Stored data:
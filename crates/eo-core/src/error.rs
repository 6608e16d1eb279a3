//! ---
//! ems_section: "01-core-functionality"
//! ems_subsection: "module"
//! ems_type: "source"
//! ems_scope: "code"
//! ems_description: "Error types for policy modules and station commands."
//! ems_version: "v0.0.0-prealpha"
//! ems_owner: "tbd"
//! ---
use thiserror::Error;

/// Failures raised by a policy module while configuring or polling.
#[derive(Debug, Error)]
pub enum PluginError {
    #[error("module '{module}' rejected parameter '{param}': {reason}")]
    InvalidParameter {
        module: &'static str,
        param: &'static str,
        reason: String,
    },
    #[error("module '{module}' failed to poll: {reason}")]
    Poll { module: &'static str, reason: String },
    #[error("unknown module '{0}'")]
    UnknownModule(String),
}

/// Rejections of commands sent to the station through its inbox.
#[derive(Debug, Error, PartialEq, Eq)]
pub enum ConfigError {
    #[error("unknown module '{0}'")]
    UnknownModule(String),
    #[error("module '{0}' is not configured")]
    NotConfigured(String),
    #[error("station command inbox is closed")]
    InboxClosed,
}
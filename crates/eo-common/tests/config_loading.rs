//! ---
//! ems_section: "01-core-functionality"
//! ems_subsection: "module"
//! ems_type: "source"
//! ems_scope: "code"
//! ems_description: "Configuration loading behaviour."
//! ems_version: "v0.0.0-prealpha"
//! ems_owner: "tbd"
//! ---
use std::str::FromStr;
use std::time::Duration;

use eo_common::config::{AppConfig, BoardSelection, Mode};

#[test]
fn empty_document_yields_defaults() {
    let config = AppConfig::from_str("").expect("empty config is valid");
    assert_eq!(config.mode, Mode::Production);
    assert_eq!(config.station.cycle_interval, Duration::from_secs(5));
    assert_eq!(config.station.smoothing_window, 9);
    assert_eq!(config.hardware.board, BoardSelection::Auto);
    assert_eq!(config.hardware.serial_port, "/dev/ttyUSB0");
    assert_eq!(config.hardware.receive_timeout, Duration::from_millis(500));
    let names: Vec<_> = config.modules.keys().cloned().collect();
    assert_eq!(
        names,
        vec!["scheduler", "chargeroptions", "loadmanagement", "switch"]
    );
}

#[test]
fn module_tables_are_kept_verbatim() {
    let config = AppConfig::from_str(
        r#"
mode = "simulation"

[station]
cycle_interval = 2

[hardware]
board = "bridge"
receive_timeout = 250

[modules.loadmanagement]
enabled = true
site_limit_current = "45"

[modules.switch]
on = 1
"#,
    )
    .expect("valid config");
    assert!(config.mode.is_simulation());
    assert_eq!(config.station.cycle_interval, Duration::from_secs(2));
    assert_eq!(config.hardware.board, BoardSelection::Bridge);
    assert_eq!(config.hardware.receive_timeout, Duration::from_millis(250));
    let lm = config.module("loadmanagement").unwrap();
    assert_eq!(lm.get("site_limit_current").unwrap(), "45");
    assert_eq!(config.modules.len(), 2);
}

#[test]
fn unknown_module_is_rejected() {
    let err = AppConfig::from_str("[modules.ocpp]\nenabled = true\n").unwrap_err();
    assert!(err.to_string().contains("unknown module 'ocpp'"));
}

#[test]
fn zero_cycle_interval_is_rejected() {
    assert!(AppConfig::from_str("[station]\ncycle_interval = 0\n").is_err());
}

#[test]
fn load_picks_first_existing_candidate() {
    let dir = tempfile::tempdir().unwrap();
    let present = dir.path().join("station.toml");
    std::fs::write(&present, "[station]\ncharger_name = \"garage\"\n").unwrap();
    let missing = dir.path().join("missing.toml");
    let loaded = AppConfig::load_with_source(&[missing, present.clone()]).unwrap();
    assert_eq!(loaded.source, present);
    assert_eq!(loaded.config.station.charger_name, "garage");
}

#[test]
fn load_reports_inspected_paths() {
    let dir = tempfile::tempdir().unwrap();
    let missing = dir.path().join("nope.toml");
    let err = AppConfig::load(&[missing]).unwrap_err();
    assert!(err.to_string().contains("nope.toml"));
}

---

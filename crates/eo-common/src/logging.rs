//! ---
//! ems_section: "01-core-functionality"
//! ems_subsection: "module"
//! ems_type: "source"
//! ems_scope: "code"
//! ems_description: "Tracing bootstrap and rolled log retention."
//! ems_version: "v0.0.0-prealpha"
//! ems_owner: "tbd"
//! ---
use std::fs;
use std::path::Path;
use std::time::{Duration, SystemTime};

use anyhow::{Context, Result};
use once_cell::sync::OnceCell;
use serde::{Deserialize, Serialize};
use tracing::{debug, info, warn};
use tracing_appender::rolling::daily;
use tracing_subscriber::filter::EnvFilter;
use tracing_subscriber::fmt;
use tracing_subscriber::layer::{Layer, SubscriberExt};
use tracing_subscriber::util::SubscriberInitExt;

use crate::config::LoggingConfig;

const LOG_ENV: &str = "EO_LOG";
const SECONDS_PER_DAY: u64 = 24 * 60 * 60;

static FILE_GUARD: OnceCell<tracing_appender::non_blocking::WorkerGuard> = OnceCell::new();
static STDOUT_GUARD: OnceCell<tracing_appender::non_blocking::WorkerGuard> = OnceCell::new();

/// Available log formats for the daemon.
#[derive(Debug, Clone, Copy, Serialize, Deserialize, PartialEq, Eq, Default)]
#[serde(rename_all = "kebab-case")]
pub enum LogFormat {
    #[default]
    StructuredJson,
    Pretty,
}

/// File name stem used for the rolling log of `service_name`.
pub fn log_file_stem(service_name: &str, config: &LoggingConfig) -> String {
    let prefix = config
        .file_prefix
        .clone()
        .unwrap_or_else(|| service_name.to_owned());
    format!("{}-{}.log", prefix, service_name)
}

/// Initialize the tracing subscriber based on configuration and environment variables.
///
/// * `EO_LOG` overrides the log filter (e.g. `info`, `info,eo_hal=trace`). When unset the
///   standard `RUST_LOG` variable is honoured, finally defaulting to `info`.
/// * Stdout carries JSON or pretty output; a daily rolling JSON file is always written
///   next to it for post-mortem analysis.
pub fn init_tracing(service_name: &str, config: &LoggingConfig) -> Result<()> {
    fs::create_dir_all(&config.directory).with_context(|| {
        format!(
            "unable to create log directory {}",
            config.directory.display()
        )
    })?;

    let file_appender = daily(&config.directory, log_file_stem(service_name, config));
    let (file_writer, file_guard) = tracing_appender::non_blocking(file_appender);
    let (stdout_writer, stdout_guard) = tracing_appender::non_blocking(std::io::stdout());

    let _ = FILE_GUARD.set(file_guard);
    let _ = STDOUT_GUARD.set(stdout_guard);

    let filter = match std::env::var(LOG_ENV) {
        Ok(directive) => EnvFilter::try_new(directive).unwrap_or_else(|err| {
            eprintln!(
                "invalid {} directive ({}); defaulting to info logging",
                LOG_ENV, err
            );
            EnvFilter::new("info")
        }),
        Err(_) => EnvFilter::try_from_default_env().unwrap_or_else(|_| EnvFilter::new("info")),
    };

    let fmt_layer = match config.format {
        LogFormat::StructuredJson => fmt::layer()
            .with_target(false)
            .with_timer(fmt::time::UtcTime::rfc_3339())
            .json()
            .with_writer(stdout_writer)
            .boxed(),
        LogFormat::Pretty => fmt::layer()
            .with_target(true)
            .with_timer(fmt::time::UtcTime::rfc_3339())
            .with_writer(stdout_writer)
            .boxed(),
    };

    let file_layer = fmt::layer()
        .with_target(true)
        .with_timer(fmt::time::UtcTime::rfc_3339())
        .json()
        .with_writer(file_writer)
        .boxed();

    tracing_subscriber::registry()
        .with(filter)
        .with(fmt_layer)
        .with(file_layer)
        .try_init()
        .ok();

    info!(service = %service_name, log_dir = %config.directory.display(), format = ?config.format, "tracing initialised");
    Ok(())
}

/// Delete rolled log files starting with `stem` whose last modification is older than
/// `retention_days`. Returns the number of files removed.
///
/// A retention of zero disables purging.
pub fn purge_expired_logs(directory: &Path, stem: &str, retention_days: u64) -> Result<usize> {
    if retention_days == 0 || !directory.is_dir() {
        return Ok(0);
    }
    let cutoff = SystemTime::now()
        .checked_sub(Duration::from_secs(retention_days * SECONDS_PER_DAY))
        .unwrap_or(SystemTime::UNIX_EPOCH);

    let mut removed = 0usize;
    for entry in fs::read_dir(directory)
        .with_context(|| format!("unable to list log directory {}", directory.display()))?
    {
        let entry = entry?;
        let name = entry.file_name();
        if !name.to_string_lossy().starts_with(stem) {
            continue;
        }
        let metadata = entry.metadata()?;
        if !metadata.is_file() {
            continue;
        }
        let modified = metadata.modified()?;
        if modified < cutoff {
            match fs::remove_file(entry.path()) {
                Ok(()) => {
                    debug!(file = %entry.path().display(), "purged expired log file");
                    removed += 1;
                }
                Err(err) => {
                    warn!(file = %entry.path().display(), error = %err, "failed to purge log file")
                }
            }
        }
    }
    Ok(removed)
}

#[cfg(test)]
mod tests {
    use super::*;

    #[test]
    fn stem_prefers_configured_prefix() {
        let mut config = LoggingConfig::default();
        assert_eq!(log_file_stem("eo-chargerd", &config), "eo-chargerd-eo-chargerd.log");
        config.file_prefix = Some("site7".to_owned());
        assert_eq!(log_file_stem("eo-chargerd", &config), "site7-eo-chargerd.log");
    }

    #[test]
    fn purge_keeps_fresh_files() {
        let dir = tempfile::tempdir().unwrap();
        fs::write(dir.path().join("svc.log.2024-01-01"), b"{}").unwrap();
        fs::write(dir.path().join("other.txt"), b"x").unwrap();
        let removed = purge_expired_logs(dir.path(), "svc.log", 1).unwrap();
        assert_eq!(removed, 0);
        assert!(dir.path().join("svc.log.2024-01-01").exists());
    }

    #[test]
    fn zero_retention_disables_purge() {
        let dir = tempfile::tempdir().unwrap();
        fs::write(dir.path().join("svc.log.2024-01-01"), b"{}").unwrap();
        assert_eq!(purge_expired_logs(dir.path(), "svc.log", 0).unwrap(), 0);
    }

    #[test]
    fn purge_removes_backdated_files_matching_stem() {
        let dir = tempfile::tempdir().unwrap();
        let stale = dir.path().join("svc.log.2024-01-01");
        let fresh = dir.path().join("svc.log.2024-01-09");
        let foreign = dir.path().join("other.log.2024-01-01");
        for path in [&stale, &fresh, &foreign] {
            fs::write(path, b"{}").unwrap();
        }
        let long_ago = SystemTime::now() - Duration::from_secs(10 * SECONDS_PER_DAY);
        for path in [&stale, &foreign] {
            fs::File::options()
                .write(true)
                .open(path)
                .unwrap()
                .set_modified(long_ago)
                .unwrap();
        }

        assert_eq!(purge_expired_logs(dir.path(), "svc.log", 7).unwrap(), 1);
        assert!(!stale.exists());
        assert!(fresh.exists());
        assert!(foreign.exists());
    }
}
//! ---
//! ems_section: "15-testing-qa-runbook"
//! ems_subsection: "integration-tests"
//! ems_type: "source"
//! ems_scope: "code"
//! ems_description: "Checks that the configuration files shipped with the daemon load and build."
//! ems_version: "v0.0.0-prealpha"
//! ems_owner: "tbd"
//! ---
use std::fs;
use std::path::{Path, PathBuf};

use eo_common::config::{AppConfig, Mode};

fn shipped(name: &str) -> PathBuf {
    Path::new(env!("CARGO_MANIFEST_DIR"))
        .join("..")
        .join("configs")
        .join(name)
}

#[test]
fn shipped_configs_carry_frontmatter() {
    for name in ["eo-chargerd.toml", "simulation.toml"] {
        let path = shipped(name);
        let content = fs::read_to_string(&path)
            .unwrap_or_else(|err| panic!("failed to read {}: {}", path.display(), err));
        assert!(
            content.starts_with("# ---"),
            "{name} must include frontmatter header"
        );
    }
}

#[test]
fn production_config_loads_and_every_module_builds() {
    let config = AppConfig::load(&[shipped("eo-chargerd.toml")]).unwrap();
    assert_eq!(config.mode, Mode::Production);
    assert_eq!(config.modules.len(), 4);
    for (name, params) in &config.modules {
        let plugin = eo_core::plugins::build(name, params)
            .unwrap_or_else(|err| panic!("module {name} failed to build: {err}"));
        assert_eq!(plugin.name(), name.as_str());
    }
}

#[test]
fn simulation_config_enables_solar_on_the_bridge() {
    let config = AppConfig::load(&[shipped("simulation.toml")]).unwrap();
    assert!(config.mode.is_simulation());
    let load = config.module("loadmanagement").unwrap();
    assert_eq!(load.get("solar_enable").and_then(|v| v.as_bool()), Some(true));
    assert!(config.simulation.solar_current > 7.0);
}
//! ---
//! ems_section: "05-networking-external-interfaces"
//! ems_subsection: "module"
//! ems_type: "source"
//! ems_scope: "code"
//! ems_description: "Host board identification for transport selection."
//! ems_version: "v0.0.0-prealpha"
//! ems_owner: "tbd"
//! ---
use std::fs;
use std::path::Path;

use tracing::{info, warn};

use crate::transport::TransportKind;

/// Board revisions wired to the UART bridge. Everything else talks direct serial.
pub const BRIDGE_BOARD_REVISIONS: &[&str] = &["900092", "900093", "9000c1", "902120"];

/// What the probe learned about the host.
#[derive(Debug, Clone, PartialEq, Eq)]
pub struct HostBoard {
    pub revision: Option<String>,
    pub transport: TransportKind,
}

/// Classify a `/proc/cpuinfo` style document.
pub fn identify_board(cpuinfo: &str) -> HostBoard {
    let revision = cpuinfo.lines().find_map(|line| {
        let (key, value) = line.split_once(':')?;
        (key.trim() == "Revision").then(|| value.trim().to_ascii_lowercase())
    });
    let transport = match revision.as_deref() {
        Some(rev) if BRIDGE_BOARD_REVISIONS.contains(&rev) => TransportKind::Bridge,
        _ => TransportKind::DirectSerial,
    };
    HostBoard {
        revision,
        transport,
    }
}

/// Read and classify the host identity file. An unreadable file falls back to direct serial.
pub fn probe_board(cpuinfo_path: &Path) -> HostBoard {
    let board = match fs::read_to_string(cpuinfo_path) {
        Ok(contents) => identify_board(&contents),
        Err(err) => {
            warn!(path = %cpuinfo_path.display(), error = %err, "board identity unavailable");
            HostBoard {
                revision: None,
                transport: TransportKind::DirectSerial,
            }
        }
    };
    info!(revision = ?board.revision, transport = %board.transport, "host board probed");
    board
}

* * *

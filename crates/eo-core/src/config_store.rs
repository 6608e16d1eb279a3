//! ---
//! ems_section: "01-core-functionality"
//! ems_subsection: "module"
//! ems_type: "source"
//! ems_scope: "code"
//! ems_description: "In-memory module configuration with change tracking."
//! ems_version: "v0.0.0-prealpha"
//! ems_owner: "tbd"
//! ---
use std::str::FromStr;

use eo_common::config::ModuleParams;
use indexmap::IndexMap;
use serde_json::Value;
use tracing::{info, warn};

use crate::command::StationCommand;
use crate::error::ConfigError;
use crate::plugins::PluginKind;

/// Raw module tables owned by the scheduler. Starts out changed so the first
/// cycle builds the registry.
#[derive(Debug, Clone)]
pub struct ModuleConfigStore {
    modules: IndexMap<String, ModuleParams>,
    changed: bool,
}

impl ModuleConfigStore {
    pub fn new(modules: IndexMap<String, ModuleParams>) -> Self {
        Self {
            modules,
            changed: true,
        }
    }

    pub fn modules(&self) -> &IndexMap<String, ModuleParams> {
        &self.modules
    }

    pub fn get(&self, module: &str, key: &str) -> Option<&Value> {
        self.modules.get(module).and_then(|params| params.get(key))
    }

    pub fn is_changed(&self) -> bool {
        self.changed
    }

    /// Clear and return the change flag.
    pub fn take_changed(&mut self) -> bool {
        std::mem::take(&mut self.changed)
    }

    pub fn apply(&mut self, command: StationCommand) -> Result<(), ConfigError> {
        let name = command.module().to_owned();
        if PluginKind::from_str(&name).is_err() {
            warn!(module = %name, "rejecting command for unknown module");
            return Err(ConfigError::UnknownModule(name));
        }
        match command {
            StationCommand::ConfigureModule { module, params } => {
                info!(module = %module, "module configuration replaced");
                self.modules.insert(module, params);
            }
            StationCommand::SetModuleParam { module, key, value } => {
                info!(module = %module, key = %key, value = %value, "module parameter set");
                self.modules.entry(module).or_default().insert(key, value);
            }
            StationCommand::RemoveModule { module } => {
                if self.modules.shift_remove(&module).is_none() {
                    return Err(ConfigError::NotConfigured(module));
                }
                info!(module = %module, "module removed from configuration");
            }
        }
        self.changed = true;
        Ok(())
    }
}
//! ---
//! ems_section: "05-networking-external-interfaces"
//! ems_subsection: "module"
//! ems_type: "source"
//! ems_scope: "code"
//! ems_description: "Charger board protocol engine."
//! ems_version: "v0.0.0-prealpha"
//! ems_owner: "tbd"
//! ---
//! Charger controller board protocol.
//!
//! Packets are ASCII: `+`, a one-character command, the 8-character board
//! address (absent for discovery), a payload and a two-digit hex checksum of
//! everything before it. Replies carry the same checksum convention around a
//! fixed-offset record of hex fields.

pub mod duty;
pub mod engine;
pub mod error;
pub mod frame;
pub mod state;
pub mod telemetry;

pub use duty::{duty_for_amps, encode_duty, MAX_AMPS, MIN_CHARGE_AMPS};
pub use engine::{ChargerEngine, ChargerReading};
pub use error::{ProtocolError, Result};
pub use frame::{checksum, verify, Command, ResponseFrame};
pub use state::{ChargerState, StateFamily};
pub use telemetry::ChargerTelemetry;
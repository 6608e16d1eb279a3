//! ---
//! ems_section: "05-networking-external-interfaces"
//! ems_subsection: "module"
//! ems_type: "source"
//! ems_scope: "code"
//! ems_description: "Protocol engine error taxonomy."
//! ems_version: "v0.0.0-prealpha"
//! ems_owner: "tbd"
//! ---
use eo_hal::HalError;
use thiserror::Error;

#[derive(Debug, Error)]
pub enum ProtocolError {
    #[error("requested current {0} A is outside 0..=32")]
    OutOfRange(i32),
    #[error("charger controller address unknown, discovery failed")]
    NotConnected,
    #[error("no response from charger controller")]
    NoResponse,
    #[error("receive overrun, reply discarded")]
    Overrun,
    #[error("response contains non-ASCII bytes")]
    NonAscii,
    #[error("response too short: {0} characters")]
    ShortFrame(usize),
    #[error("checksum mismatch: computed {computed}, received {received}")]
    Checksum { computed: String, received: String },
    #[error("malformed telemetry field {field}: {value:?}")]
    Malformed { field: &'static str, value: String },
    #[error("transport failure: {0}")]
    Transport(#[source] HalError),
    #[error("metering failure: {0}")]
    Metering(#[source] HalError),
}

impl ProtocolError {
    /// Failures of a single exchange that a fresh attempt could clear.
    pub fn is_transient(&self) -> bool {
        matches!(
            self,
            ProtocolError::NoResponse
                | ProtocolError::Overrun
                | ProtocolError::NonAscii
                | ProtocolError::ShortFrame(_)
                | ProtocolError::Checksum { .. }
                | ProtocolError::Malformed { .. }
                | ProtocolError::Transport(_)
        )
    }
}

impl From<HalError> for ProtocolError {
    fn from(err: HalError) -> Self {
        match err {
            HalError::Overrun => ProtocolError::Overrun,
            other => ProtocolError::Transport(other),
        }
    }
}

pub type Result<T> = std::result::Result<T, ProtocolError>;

What is required » Would you please copy exactly the part of the entries above that begins at the line containing "bootstrap and rolled" and ends at the line containing "use tracing_subscriber::filter::EnvFilter;", both lines included?

Result for this task »
//! ems_description: "Tracing bootstrap and rolled log retention."
//! ems_version: "v0.0.0-prealpha"
//! ems_owner: "tbd"
//! ---
use std::fs;
use std::path::Path;
use std::time::{Duration, SystemTime};

use anyhow::{Context, Result};
use once_cell::sync::OnceCell;
use serde::{Deserialize, Serialize};
use tracing::{debug, info, warn};
use tracing_appender::rolling::daily;
use tracing_subscriber::filter::EnvFilter;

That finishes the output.